Media 1(b). These trajectories start from a state where the agent observes a balanced upright configuration of the pole. Observe that a performant agent does not actuate the cart a lot at this point resulting in good retention of performance for horizons upto 50 timesteps, beyond which the agent starts experiencing performance degradation by failing to actuate the cart when it is critical to do so to re-balance the pole upright.
Media 1(c). The agent here observes a state along the swingup phase where the agent has built up sufficient momentum to have the pole reach an upright configuration. Observe that the agent suffers some degradation in performance on operating open loop for an horizon over 80 timesteps as the pole overshoots the desirable upright configuration.
Media 1(d). This is an illustration of trajectories starting from a state in the reset distribution where the cart and pole have low velocities. At this state, the agent can afford extended open-loop action sequences that put the agent in states that correspond to early regions of the swingup phase without experiencing any performance degradation.
Media 2. Visualization of the VoSI profiles over the course of a close loop execution starting from the reset distribution. Observe how towards the end of the rollout that the VoSI profiles appear identical -- suggesting that the agent affords periodic sensing for about every 50 timesteps (0.5 seconds).
From the procedure described in the main-paper for each state s, we have a VoSI(s, h) that indicates the value of sensory information revealing the state of the environment in h steps from now for a performant TD-MPC2 agent. We visualize a low-dimensional summary of the VoSI profiles at different states to understand the global structure of how VoSI profiles vary across different states.
We first project the VoSI profiles obtained for all the evaluated states to a 1-dimensional component i.e. projecting (#S x H -> #S x 1) to enable a low-dimensional visualization of how VoSI profiles change over states. We use PCA to project the data and this projection captures 84.05% of the variance. Figure 1, below shows the raw VoSI(s, h) and the reconstructed VoSI(s, h) from the 1D projection.
Figure 1. Illustration of the amount of structure preserved by the 1D-projection of VoSI profiles.
The reconstruction does capture characteristic features in the raw VoSI profiles and therefore enabling a simple 2D visualization (Figure 2) outlining how the VoSI profiles (characterized by the first principal-component C1) changes over states represented as: [cart.position, pole.angle, cart.velocity, pole.angular_velocity]

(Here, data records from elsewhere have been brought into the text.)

//! The compiled, immutable state graph.
//!
//! States live in an arena indexed by [`StateIdx`] in document (pre-)order, so
//! comparing two indices compares document positions. Index 0 is the synthetic
//! root that stands for the chart itself; it is never part of the configuration.

use crate::expr::Expr;
use crate::ident::{EventDescriptor, EventName, Identifier, InvokeId, SendId};
use crate::persistence::{Bucket, Key, StoreSupport, TypeInfo};
use rscx_value::Object;
use std::collections::HashMap;
use std::fmt;
use std::sync::Arc;
use std::time::Duration;

/// Index of a state in [`InterpreterModel::states`].
pub type StateIdx = usize;

/// Index of a transition in [`InterpreterModel::transitions`].
pub type TransitionIdx = usize;

/// Compile-time document position shared by states, transitions and invokes.
#[derive(Debug, Clone, Copy, PartialEq, Eq, PartialOrd, Ord, Hash)]
pub struct DocumentId(pub u32);

impl fmt::Display for DocumentId {
    fn fmt(&self, f: &mut fmt::Formatter<'_>) -> fmt::Result {
        write!(f, "#{}", self.0)
    }
}

#[derive(Debug, Clone, Copy, PartialEq, Eq)]
pub enum HistoryKind {
    Shallow,
    Deep,
}

/// The closed set of state node kinds.
#[derive(Debug, Clone, Copy, PartialEq, Eq)]
pub enum StateKind {
    /// Atomic if it has no child states, compound otherwise.
    State,
    Parallel,
    Final,
    History(HistoryKind),
}

#[derive(Debug, Clone, Copy, PartialEq, Eq, Default)]
pub enum TransitionKind {
    #[default]
    External,
    Internal,
}

impl fmt::Display for TransitionKind {
    fn fmt(&self, f: &mut fmt::Formatter<'_>) -> fmt::Result {
        match self {
            TransitionKind::External => write!(f, "external"),
            TransitionKind::Internal => write!(f, "internal"),
        }
    }
}

/// A host-supplied executable content element.
pub trait CustomAction: Send + Sync + fmt::Debug {
    /// Runs against the session data model. Errors raise `error.execution`.
    fn execute(&self, data_model: &Object) -> Result<(), crate::error::ExecutionError>;
}

/// A `<param>`: `name` bound to the value of `expr`.
#[derive(Debug, Clone)]
pub struct Param {
    pub name: String,
    pub expr: Expr,
}

/// A `<send>` element.
#[derive(Debug, Clone, Default)]
pub struct SendAction {
    pub event: Option<EventName>,
    pub event_expr: Option<Expr>,
    pub target: Option<String>,
    pub target_expr: Option<Expr>,
    pub event_type: Option<String>,
    pub id: Option<SendId>,
    pub id_location: Option<Vec<String>>,
    pub delay: Option<Duration>,
    pub delay_expr: Option<Expr>,
    pub params: Vec<Param>,
    pub content: Option<Expr>,
}

/// One `if`/`elseif`/`else` arm. `condition == None` is the `else` arm.
#[derive(Debug, Clone)]
pub struct Branch {
    pub condition: Option<Expr>,
    pub actions: Vec<Action>,
}

/// Executable content.
#[derive(Debug, Clone)]
pub enum Action {
    Raise {
        event: EventName,
    },
    Send(Box<SendAction>),
    Cancel {
        send_id: Option<SendId>,
        send_id_expr: Option<Expr>,
    },
    Log {
        label: Option<String>,
        expr: Option<Expr>,
    },
    Assign {
        location: Vec<String>,
        expr: Expr,
    },
    If {
        branches: Vec<Branch>,
    },
    Foreach {
        array: Expr,
        item: Vec<String>,
        index: Option<Vec<String>>,
        actions: Vec<Action>,
    },
    Custom {
        name: String,
        action: Arc<dyn CustomAction>,
    },
}

/// A `<data>` declaration.
#[derive(Debug, Clone)]
pub struct DataNode {
    pub id: String,
    pub expr: Option<Expr>,
}

/// An `<invoke>` element.
#[derive(Debug, Clone)]
pub struct InvokeNode {
    pub document_id: DocumentId,
    pub invoke_type: Option<String>,
    pub src: Option<String>,
    pub src_expr: Option<Expr>,
    pub id: Option<InvokeId>,
    pub id_location: Option<Vec<String>>,
    pub params: Vec<Param>,
    pub content: Option<Expr>,
    pub autoforward: bool,
    pub finalize: Vec<Action>,
}

#[derive(Debug, Clone)]
pub struct StateNode {
    pub id: Identifier,
    pub document_id: DocumentId,
    pub kind: StateKind,
    pub parent: Option<StateIdx>,
    pub children: Vec<StateIdx>,
    /// Selectable transitions in document order.
    pub transitions: Vec<TransitionIdx>,
    /// Initial transition of a compound state, or default transition of a history state.
    pub initial: Option<TransitionIdx>,
    pub on_entry: Vec<Action>,
    pub on_exit: Vec<Action>,
    pub invokes: Vec<InvokeNode>,
    pub datamodel: Vec<DataNode>,
    pub done_data: Option<Expr>,
}

#[derive(Debug, Clone)]
pub struct TransitionNode {
    pub document_id: DocumentId,
    pub source: StateIdx,
    /// Empty for eventless transitions.
    pub events: Vec<EventDescriptor>,
    pub condition: Option<Expr>,
    pub targets: Vec<StateIdx>,
    pub kind: TransitionKind,
    pub actions: Vec<Action>,
}

impl TransitionNode {
    pub fn is_eventless(&self) -> bool {
        self.events.is_empty()
    }

    pub fn is_targetless(&self) -> bool {
        self.targets.is_empty()
    }

    /// Space-separated descriptor text, as used in traces.
    pub fn event_text(&self) -> String {
        self.events
            .iter()
            .map(ToString::to_string)
            .collect::<Vec<_>>()
            .join(" ")
    }
}

/// The compiled chart consumed read-only by the interpreter.
#[derive(Debug)]
pub struct InterpreterModel {
    pub name: Option<String>,
    pub states: Vec<StateNode>,
    pub transitions: Vec<TransitionNode>,
    pub checksum: String,
    by_id: HashMap<Identifier, StateIdx>,
    by_document_id: HashMap<DocumentId, StateIdx>,
}

/// Index of the synthetic root.
pub const ROOT: StateIdx = 0;

impl InterpreterModel {
    pub(crate) fn new(
        name: Option<String>,
        states: Vec<StateNode>,
        transitions: Vec<TransitionNode>,
        checksum: String,
    ) -> Self {
        let by_id = states
            .iter()
            .enumerate()
            .map(|(idx, s)| (s.id.clone(), idx))
            .collect();
        let by_document_id = states
            .iter()
            .enumerate()
            .map(|(idx, s)| (s.document_id, idx))
            .collect();
        Self {
            name,
            states,
            transitions,
            checksum,
            by_id,
            by_document_id,
        }
    }

    pub fn state(&self, idx: StateIdx) -> &StateNode {
        &self.states[idx]
    }

    pub fn transition(&self, idx: TransitionIdx) -> &TransitionNode {
        &self.transitions[idx]
    }

    pub fn state_by_id(&self, id: &str) -> Option<StateIdx> {
        Identifier::new(id)
            .ok()
            .and_then(|id| self.by_id.get(&id).copied())
    }

    pub fn state_by_document_id(&self, document_id: DocumentId) -> Option<StateIdx> {
        self.by_document_id.get(&document_id).copied()
    }

    /// Number of user-declared states (the synthetic root is not counted).
    pub fn state_count(&self) -> usize {
        self.states.len() - 1
    }

    pub fn is_history(&self, idx: StateIdx) -> bool {
        matches!(self.states[idx].kind, StateKind::History(_))
    }

    pub fn is_parallel(&self, idx: StateIdx) -> bool {
        self.states[idx].kind == StateKind::Parallel
    }

    pub fn is_final(&self, idx: StateIdx) -> bool {
        self.states[idx].kind == StateKind::Final
    }

    /// Child states excluding history pseudo-states.
    pub fn child_states(&self, idx: StateIdx) -> impl Iterator<Item = StateIdx> + '_ {
        self.states[idx]
            .children
            .iter()
            .copied()
            .filter(move |c| !self.is_history(*c))
    }

    pub fn history_children(&self, idx: StateIdx) -> impl Iterator<Item = StateIdx> + '_ {
        self.states[idx]
            .children
            .iter()
            .copied()
            .filter(move |c| self.is_history(*c))
    }

    pub fn is_compound(&self, idx: StateIdx) -> bool {
        self.states[idx].kind == StateKind::State && self.child_states(idx).next().is_some()
    }

    pub fn is_atomic(&self, idx: StateIdx) -> bool {
        match self.states[idx].kind {
            StateKind::Final => true,
            StateKind::State => self.child_states(idx).next().is_none(),
            StateKind::Parallel | StateKind::History(_) => false,
        }
    }

    /// Proper ancestors from the parent upwards, stopping before `upto`.
    pub fn proper_ancestors(&self, idx: StateIdx, upto: Option<StateIdx>) -> Vec<StateIdx> {
        let mut out = Vec::new();
        let mut current = self.states[idx].parent;
        while let Some(p) = current {
            if Some(p) == upto {
                break;
            }
            out.push(p);
            current = self.states[p].parent;
        }
        out
    }

    /// True if `idx` is a proper descendant of `ancestor`.
    pub fn is_descendant(&self, idx: StateIdx, ancestor: StateIdx) -> bool {
        let mut current = self.states[idx].parent;
        while let Some(p) = current {
            if p == ancestor {
                return true;
            }
            current = self.states[p].parent;
        }
        false
    }
}

impl StoreSupport for StateNode {
    fn store(&self, bucket: &mut Bucket) {
        let type_info = match self.kind {
            StateKind::State => TypeInfo::StateNode,
            StateKind::Parallel => TypeInfo::ParallelNode,
            StateKind::Final => TypeInfo::FinalNode,
            StateKind::History(_) => TypeInfo::HistoryNode,
        };
        bucket.add(Key::TypeInfo, type_info);
        bucket.add(Key::DocumentId, self.document_id.0);
        bucket.add(Key::Id, self.id.as_str());
    }
}

impl StoreSupport for TransitionNode {
    fn store(&self, bucket: &mut Bucket) {
        bucket.add(Key::TypeInfo, TypeInfo::TransitionNode);
        bucket.add(Key::DocumentId, self.document_id.0);
    }
}

impl StoreSupport for InvokeNode {
    fn store(&self, bucket: &mut Bucket) {
        bucket.add(Key::TypeInfo, TypeInfo::InvokeNode);
        bucket.add(Key::DocumentId, self.document_id.0);
    }
}

impl InterpreterModel {
    /// Stores the state subtree rooted at `idx`, children nested recursively.
    pub fn store_state(&self, idx: StateIdx, bucket: &mut Bucket) {
        let state = &self.states[idx];
        state.store(bucket);

        let mut transitions = Bucket::new();
        for (i, t) in state.transitions.iter().enumerate() {
            let mut tb = Bucket::new();
            self.transitions[*t].store(&mut tb);
            transitions.set_nested(Key::Index(i), tb);
        }
        bucket.set_nested(Key::Transitions, transitions);

        let mut invokes = Bucket::new();
        for (i, inv) in state.invokes.iter().enumerate() {
            let mut ib = Bucket::new();
            inv.store(&mut ib);
            invokes.set_nested(Key::Index(i), ib);
        }
        bucket.set_nested(Key::Invokes, invokes);

        let mut children = Bucket::new();
        for (i, child) in state.children.iter().enumerate() {
            let mut cb = Bucket::new();
            self.store_state(*child, &mut cb);
            children.set_nested(Key::Index(i), cb);
        }
        bucket.set_nested(Key::Children, children);
    }
}

impl StoreSupport for InterpreterModel {
    fn store(&self, bucket: &mut Bucket) {
        bucket.add(Key::TypeInfo, TypeInfo::Model);
        if let Some(name) = &self.name {
            bucket.add(Key::Name, name.as_str());
        }
        bucket.add(Key::Checksum, self.checksum.as_str());
        let mut root = Bucket::new();
        self.store_state(ROOT, &mut root);
        bucket.set_nested(Key::Root, root);
    }
}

Figure 2(a). Reconstructed VoSI profiles from component C1 as it is linearly varied from the smallest value (mapped to 0.0) observed to the largest (mapped to 1.0).
Figure 2(b). Visualization of the states and the corresponding principal component C1 of the VoSI profile at the various states visualized as points in 2D visualizations of the state variables
From Figure 2(b), we observe interesting clustering of states at which VoSI degradation is steeper at S1 where the agent has built up some momentum and is ready to swingup Media 1(a), while degradation is fairly low around states along the starting distribution (S5) Media 1(d). Other regions of states like (S3, S4) the degradation is tied to points at which the pole is expected to reach the upright position Media 1(c). Once the pole is upright and the agent is the balancing phase of the task (S2) the VoSI roughly exhibits periodic characteristics where it might be acceptable to obtain sensory readings revealing the state of the environment every 50 timesteps (0.5 seconds) Media 1(b).